▼▼▼
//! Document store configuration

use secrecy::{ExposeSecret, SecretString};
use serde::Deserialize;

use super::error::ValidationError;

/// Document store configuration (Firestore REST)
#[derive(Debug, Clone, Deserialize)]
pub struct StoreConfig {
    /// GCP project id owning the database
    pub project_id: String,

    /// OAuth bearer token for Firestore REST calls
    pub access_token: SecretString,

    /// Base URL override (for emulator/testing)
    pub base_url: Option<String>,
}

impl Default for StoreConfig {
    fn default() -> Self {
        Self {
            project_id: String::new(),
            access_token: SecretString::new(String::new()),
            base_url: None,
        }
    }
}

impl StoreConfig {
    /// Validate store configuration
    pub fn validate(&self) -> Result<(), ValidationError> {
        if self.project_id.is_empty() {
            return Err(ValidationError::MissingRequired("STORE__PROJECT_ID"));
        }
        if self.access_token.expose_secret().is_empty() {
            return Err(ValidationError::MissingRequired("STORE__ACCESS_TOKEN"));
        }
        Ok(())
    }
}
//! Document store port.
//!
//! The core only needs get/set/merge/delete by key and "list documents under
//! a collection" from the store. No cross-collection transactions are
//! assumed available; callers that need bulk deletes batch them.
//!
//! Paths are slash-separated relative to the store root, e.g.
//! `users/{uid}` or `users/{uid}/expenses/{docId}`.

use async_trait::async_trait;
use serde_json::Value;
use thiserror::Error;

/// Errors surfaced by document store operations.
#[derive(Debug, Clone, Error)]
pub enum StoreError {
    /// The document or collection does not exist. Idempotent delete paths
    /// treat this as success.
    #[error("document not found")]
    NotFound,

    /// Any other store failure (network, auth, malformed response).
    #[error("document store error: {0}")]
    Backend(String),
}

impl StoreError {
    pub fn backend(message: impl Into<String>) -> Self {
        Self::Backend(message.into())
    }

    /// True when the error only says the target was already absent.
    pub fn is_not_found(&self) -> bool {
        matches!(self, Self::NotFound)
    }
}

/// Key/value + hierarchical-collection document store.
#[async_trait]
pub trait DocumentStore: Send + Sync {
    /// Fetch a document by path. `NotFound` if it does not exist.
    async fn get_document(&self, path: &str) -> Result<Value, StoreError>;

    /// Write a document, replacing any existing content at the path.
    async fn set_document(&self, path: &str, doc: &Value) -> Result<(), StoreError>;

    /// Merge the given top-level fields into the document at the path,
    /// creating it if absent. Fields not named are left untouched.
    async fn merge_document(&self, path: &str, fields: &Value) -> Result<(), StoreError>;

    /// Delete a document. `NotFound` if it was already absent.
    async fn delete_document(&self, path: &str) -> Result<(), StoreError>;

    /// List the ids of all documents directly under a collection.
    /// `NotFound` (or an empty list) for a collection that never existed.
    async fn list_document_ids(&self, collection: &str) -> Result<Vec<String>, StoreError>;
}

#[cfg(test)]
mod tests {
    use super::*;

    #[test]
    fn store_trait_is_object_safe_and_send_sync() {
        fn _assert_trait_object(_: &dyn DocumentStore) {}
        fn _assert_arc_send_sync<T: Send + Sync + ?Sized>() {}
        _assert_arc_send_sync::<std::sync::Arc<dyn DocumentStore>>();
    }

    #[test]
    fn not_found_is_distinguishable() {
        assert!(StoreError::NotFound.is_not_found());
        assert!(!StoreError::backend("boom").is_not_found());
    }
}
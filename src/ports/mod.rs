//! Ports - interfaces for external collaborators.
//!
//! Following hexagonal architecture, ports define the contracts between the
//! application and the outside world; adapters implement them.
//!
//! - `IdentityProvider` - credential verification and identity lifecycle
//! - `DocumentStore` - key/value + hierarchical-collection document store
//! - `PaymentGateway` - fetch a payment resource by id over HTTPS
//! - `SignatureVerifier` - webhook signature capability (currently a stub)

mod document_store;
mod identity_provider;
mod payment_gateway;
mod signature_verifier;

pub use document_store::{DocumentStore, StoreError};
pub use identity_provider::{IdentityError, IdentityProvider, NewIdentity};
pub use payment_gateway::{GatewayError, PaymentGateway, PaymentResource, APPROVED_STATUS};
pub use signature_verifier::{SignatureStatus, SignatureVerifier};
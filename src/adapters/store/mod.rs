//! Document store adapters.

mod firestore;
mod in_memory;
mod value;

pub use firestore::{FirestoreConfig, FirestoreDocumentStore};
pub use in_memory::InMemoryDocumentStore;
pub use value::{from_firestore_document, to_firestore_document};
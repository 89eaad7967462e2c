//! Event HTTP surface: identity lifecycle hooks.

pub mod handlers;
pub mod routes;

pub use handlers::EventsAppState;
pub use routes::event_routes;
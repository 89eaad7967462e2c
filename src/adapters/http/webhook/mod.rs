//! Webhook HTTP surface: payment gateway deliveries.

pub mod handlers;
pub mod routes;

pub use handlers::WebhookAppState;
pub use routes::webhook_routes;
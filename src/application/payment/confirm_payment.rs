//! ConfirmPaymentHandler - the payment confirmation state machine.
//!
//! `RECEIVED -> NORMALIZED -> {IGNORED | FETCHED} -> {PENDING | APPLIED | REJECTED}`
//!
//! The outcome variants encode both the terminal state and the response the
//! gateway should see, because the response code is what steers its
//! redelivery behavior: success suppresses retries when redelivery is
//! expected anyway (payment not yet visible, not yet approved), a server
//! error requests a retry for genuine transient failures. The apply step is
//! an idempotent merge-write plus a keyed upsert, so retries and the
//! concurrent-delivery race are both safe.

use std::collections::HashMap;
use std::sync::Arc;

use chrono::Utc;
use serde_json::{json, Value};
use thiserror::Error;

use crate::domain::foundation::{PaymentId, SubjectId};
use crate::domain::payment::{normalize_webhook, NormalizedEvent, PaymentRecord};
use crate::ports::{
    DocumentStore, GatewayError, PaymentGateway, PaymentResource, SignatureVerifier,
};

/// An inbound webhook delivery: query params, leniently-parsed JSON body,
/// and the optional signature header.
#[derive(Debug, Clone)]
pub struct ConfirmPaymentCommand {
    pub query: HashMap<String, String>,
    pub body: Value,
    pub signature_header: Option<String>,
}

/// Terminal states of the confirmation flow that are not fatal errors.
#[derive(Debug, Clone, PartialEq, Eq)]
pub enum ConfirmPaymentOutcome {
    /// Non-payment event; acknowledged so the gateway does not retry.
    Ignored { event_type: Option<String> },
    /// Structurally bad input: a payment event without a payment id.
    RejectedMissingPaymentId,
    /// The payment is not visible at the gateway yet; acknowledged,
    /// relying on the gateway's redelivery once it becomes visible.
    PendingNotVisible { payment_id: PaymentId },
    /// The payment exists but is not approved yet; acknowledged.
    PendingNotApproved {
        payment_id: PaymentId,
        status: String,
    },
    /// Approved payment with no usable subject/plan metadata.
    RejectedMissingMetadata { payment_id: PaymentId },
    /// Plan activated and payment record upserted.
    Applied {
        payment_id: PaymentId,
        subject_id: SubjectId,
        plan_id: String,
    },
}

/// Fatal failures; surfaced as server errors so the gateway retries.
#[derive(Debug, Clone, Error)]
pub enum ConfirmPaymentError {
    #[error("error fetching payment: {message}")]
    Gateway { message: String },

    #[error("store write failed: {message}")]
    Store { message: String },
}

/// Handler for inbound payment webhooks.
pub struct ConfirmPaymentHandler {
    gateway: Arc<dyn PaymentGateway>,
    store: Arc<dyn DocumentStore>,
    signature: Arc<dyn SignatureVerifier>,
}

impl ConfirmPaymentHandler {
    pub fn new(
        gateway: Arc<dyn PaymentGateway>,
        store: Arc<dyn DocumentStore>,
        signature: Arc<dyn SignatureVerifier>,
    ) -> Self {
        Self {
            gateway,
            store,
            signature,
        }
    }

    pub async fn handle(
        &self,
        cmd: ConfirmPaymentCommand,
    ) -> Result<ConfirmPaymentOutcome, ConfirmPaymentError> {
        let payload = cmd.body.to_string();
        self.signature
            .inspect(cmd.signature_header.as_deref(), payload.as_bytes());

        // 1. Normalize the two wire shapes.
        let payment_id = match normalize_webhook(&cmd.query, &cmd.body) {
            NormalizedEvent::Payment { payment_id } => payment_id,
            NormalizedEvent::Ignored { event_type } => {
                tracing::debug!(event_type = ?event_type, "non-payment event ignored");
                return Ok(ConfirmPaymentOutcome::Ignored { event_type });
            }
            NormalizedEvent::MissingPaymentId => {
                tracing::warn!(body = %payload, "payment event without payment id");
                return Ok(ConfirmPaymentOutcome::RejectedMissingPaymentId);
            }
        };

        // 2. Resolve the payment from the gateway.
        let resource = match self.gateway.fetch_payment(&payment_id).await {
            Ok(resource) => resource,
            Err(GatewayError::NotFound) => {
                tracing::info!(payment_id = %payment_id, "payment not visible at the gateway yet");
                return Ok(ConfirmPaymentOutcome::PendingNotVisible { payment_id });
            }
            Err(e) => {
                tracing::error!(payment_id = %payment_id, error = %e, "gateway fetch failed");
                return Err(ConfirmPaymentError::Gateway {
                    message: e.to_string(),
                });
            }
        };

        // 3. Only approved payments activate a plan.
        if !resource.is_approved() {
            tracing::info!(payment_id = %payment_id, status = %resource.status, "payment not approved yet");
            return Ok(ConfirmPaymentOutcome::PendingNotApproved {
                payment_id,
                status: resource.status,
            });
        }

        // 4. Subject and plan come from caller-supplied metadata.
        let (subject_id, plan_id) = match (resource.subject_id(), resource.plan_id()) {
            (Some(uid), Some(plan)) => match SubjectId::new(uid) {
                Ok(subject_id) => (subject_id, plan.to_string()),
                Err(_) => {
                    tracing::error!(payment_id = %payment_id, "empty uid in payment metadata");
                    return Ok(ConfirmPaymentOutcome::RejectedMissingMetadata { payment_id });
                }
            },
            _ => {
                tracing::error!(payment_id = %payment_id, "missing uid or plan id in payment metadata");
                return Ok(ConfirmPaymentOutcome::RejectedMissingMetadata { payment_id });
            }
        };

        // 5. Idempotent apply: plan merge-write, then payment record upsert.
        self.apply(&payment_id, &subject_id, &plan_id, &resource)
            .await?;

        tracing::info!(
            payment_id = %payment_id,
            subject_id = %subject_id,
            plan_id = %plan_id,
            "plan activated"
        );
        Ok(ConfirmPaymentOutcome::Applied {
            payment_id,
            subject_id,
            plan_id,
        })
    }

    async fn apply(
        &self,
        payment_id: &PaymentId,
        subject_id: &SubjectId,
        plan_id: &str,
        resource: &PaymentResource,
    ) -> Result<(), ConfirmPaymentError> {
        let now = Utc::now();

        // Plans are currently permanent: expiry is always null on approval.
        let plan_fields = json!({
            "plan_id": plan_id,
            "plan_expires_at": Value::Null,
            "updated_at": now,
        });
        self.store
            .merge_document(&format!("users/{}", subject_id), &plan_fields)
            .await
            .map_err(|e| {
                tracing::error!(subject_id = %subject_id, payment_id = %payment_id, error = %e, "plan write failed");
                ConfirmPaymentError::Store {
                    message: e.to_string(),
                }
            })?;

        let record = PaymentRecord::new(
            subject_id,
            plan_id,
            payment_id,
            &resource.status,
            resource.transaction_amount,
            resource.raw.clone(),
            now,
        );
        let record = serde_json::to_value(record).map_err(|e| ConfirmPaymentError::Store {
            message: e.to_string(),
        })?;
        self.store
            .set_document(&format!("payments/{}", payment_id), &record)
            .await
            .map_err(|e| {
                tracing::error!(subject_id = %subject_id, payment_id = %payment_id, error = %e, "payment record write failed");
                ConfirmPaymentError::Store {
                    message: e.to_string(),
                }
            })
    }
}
▲▲▲
- [EXERCISE GOAL]
Above are the records; report each line in them that includes the word "NotFound".

- [WRITTEN REPLY]
    NotFound,
        matches!(self, Self::NotFound)
    /// Fetch a document by path. `NotFound` if it does not exist.
    /// Delete a document. `NotFound` if it was already absent.
    /// `NotFound` (or an empty list) for a collection that never existed.
        assert!(StoreError::NotFound.is_not_found());
            Err(GatewayError::NotFound) => {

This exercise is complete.